▸ Work instructions: Count the lines of the records below that hold the word "encontrada", and give only the number.

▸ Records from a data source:

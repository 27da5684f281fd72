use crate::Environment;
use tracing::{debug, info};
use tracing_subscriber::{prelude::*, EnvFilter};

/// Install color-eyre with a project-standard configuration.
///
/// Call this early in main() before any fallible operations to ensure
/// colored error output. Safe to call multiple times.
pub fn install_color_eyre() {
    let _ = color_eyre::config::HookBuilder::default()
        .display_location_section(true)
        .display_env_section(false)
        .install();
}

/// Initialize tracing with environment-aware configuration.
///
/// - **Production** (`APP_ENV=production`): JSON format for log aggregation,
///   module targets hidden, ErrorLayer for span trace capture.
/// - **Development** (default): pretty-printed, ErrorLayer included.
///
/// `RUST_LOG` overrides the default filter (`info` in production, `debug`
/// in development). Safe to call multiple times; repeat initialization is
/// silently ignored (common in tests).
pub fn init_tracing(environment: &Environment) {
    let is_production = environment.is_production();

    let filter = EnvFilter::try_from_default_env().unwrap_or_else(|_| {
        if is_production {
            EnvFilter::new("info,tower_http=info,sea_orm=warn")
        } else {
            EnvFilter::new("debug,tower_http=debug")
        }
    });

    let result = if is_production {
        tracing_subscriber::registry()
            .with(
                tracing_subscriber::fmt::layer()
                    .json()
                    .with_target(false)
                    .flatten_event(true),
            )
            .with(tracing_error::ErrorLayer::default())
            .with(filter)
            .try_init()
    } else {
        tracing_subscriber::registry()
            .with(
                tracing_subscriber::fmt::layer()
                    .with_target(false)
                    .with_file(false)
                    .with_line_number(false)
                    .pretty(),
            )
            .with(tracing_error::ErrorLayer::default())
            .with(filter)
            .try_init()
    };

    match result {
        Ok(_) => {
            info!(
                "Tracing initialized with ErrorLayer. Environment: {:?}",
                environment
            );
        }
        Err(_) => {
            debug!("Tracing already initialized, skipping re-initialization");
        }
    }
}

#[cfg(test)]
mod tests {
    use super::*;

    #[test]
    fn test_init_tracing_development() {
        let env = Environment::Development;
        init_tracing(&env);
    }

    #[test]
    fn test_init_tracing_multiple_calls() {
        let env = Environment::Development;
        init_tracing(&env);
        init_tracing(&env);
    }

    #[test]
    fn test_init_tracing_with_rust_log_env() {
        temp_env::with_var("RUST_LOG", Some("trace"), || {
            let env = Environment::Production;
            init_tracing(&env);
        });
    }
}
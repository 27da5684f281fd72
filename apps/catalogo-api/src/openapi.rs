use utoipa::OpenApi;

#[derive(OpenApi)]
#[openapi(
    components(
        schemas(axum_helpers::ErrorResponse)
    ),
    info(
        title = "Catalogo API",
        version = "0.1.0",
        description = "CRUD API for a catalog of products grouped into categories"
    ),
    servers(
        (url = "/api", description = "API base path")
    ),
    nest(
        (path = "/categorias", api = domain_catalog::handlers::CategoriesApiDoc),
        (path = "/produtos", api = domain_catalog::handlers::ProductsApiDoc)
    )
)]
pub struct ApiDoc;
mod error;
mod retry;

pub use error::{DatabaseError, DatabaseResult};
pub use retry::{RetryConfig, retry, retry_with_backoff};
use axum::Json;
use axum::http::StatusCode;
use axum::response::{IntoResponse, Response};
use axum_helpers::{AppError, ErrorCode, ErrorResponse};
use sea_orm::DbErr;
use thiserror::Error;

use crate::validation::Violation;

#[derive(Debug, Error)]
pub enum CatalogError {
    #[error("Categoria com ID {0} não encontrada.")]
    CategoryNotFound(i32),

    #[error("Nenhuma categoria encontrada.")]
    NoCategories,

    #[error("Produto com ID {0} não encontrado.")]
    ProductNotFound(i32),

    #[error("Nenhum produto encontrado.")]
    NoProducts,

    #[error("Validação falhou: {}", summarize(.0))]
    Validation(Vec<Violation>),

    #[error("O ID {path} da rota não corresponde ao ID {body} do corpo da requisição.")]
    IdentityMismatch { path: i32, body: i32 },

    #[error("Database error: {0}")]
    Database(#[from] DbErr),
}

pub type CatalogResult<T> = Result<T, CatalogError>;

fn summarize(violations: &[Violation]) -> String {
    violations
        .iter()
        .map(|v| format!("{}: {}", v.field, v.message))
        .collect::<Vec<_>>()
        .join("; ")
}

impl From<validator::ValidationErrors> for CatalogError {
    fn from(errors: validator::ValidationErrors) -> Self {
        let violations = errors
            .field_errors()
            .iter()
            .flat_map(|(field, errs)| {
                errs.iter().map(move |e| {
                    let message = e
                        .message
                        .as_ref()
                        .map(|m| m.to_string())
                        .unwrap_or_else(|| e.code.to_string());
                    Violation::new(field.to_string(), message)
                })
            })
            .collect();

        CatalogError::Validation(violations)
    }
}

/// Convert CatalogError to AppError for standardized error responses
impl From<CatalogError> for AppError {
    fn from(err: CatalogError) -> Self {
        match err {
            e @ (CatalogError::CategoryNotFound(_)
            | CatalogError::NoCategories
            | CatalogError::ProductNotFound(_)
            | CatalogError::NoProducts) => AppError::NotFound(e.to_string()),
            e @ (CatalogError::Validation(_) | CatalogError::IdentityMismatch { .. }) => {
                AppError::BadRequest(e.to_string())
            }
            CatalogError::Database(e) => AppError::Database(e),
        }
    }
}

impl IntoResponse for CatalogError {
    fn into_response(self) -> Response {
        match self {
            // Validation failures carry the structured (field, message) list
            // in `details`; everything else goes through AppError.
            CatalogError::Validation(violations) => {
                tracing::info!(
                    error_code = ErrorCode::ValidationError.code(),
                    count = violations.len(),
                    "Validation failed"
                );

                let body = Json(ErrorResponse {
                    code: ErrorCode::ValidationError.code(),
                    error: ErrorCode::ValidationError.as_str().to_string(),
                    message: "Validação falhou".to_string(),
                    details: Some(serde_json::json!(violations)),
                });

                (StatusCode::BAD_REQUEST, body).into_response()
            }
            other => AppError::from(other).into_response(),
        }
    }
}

▸ Exercise solution: 2